Multiple sclerosis drug alemtuzumab has continued to show strong efficacy with no new or worsening side effects, according to data from a mid-stage trial, presented at the European Committee for Treatment and Research in Multiple Sclerosis (ECTRIMS) on Thursday.
Eighty seven percent of patients treated with alemtuzumab (also known as Campath), experienced no worsening of symptoms of disability after five years.
By comparison, only 62 percent of patients taking Rebif, a rival drug made by EMD Serono, an affiliate of Germany's Merck KGaA and Pfizer Inc, experienced no worsening of disability.
For the Genzyme Corp, the manufacturers of alemtuzumab, the trial results are a shot in the arm.
Most analysts and investors seem to agree that the drug is highly efficacious. The question is whether it is sufficiently safe to win approval and achieve widespread commercial success.
"The most remarkable thing about this data is that it hasn't changed much from the four-year data," said Michael Panzara, who oversees clinical development of Genzyme's multiple sclerosis and immune system drugs.

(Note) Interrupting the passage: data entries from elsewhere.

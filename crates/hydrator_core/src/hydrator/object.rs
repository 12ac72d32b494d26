//! Field-by-field entity hydrator.
//!
//! # Responsibility
//! - Extract entity fields into plain data through filters, per-field
//!   strategies and the naming strategy.
//! - Hydrate plain data back into entity fields, reconciling collections in
//!   place.
//!
//! # Invariants
//! - By-value mode only reads fields with a declared getter and only writes
//!   scalars/associations with a declared setter.
//! - Collections without an explicit strategy use allow-remove in the
//!   hydrator's own access mode.
//! - Unknown data keys are ignored.

use crate::access::FieldAccessor;
use crate::filter::{FilterComposite, FilterCondition, PropertyFilter};
use crate::hydrator::{resolve_reference, HydrateError, Hydrator};
use crate::identity::EntityIdentity;
use crate::model::entity::{Entity, FieldKind, FieldValue};
use crate::model::store::EntityResolver;
use crate::naming::{IdentityNamingStrategy, NamingStrategy};
use crate::strategy::{extract_field_value, CollectionStrategy, HydrationStrategy};
use log::debug;
use serde_json::{Map, Value};
use std::collections::BTreeMap;
use std::fmt::{Debug, Formatter};
use std::sync::Arc;

/// Configurable hydrator over `Entity` fields.
#[derive(Clone)]
pub struct ObjectHydrator {
    accessor: FieldAccessor,
    identity: EntityIdentity,
    strategies: BTreeMap<String, Arc<dyn HydrationStrategy>>,
    filters: FilterComposite,
    naming: Arc<dyn NamingStrategy>,
}

impl ObjectHydrator {
    pub fn new(accessor: FieldAccessor) -> Self {
        Self {
            accessor,
            identity: EntityIdentity::default(),
            strategies: BTreeMap::new(),
            filters: FilterComposite::new(),
            naming: Arc::new(IdentityNamingStrategy),
        }
    }

    pub fn by_value() -> Self {
        Self::new(FieldAccessor::ByValue)
    }

    pub fn by_reference() -> Self {
        Self::new(FieldAccessor::ByReference)
    }

    pub fn accessor(&self) -> FieldAccessor {
        self.accessor
    }

    /// Identity used by the default collection strategy.
    pub fn set_identity(&mut self, identity: EntityIdentity) {
        self.identity = identity;
    }

    /// Sets the strategy for one field, replacing any previous one.
    pub fn add_strategy(&mut self, field: impl Into<String>, strategy: Arc<dyn HydrationStrategy>) {
        self.strategies.insert(field.into(), strategy);
    }

    pub fn has_strategy(&self, field: &str) -> bool {
        self.strategies.contains_key(field)
    }

    pub fn add_filter(
        &mut self,
        name: impl Into<String>,
        filter: Arc<dyn PropertyFilter>,
        condition: FilterCondition,
    ) {
        self.filters.add_filter(name, filter, condition);
    }

    pub fn has_filter(&self, name: &str) -> bool {
        self.filters.has_filter(name)
    }

    pub fn set_naming_strategy(&mut self, naming: Arc<dyn NamingStrategy>) {
        self.naming = naming;
    }

    fn default_collection_strategy(&self) -> CollectionStrategy {
        CollectionStrategy::allow_remove(self.accessor).with_identity(self.identity)
    }

    fn hydrate_scalar(&self, object: &mut Entity, field: &str, value: &Value) {
        if !self.accessor.is_writable(object, field) {
            debug!(
                "event=hydrate_skip module=hydrator status=ok field={} reason=not_writable",
                field
            );
            return;
        }
        object.set_field(field, FieldValue::Scalar(value.clone()));
    }

    fn hydrate_association(
        &self,
        object: &mut Entity,
        field: &str,
        value: &Value,
        resolver: &dyn EntityResolver,
    ) -> Result<(), HydrateError> {
        if !self.accessor.is_writable(object, field) {
            debug!(
                "event=hydrate_skip module=hydrator status=ok field={} reason=not_writable",
                field
            );
            return Ok(());
        }
        let target = match value {
            Value::Null => None,
            reference => {
                let kind = match object.field(field) {
                    Some(FieldValue::Association(association)) => {
                        association.target_kind().to_string()
                    }
                    _ => return Ok(()),
                };
                Some(resolve_reference(field, None, &kind, reference, resolver)?)
            }
        };
        if let Some(FieldValue::Association(association)) = object.field_mut(field) {
            association.set_target(target);
        }
        Ok(())
    }
}

impl Hydrator for ObjectHydrator {
    fn extract(&self, object: &Entity) -> Result<Map<String, Value>, HydrateError> {
        let mut data = Map::new();
        for (field, value) in object.fields() {
            if !self.accessor.is_readable(object, field) || !self.filters.filter(field) {
                continue;
            }
            let extracted = match self.strategies.get(field) {
                Some(strategy) => strategy.extract(value),
                None => extract_field_value(value),
            };
            data.insert(self.naming.extract(field), extracted);
        }
        debug!(
            "event=extract module=hydrator status=ok kind={} mode={} keys={}",
            object.kind(),
            self.accessor.as_str(),
            data.len()
        );
        Ok(data)
    }

    fn hydrate(
        &self,
        data: &Map<String, Value>,
        object: &mut Entity,
        resolver: &dyn EntityResolver,
    ) -> Result<(), HydrateError> {
        for (key, value) in data {
            let field = self.naming.hydrate(key);
            if let Some(strategy) = self.strategies.get(&field) {
                strategy.hydrate(object, &field, value, resolver)?;
                continue;
            }
            match object.field(&field).map(FieldValue::kind) {
                Some(FieldKind::Collection) => {
                    self.default_collection_strategy()
                        .hydrate(object, &field, value, resolver)?;
                }
                Some(FieldKind::Association) => {
                    self.hydrate_association(object, &field, value, resolver)?;
                }
                Some(FieldKind::Scalar) => self.hydrate_scalar(object, &field, value),
                None => {
                    debug!(
                        "event=hydrate_skip module=hydrator status=ok key={} reason=unknown_field",
                        key
                    );
                }
            }
        }
        debug!(
            "event=hydrate module=hydrator status=ok kind={} mode={} keys={}",
            object.kind(),
            self.accessor.as_str(),
            data.len()
        );
        Ok(())
    }
}

impl Debug for ObjectHydrator {
    fn fmt(&self, f: &mut Formatter<'_>) -> std::fmt::Result {
        f.debug_struct("ObjectHydrator")
            .field("accessor", &self.accessor)
            .field("identity", &self.identity)
            .field("strategies", &self.strategies.keys().collect::<Vec<_>>())
            .field("filters", &self.filters)
            .finish()
    }
}

#[cfg(test)]
mod tests {
    use super::ObjectHydrator;
    use crate::collection::EntityCollection;
    use crate::hydrator::Hydrator;
    use crate::model::entity::{Entity, FieldValue};
    use crate::model::store::EntityStore;
    use serde_json::json;

    #[test]
    fn by_value_extract_only_exposes_fields_with_getters() {
        let article = Entity::new("article")
            .with_field("title", json!("hello"))
            .with_field("secret", json!("hidden"))
            .with_accessor("getTitle");

        let data = ObjectHydrator::by_value()
            .extract(&article)
            .expect("extract should succeed");
        assert_eq!(data.get("title"), Some(&json!("hello")));
        assert!(!data.contains_key("secret"));
    }

    #[test]
    fn by_value_hydrate_skips_scalars_without_setter() {
        let mut article = Entity::new("article")
            .with_field("title", json!("old"))
            .with_field("slug", json!("old-slug"))
            .with_accessor("setTitle");
        let data = json!({ "title": "new", "slug": "new-slug", "unknown": 1 });

        ObjectHydrator::by_value()
            .hydrate(
                data.as_object().expect("object literal"),
                &mut article,
                &EntityStore::new(),
            )
            .expect("hydrate should succeed");
        assert_eq!(article.field("title"), Some(&FieldValue::Scalar(json!("new"))));
        assert_eq!(
            article.field("slug"),
            Some(&FieldValue::Scalar(json!("old-slug")))
        );
        assert!(article.field("unknown").is_none());
    }

    #[test]
    fn null_collection_clears_members_by_reference() {
        let tag = Entity::new("tag").into_ref();
        let mut article = Entity::new("article")
            .with_field("tags", EntityCollection::with_items("tag", vec![tag]));
        let data = json!({ "tags": null });

        ObjectHydrator::by_reference()
            .hydrate(
                data.as_object().expect("object literal"),
                &mut article,
                &EntityStore::new(),
            )
            .expect("hydrate should succeed");
        match article.field("tags") {
            Some(FieldValue::Collection(collection)) => assert!(collection.is_empty()),
            other => panic!("tags should stay a collection, got {other:?}"),
        }
    }
}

Initial three-year results, reported in 2008, showed that six patients developed immune thrombocytopenic purpura (ITP), an autoimmune disease in which low blood platelet levels can lead to bruising and bleeding. One patient in the trial died of a cerebral hemorrhage. The remainder were diagnosed more quickly and successfully treated.
Encouragingly, no new cases of the condition were reported in the latest data.
Multiple sclerosis is an autoimmune disease in which white blood cells, which are supposed to fight infection or disease, misguidedly attack the body's own cells, causing damage to the myelin sheath that protects nerves in the brain and spinal cord.
The disease, which some groups estimate affects between 350,000 and 400,000 patients in the United States, can cause a variety of symptoms including impaired mobility, fatigue, cognitive, speech and other difficulties.
Genzyme Corp believes alemtuzumab, if approved, could become the new standard of care for treating the disease and gain a significant portion of a market the company estimates will be worth roughly $13 billion by the end of this year.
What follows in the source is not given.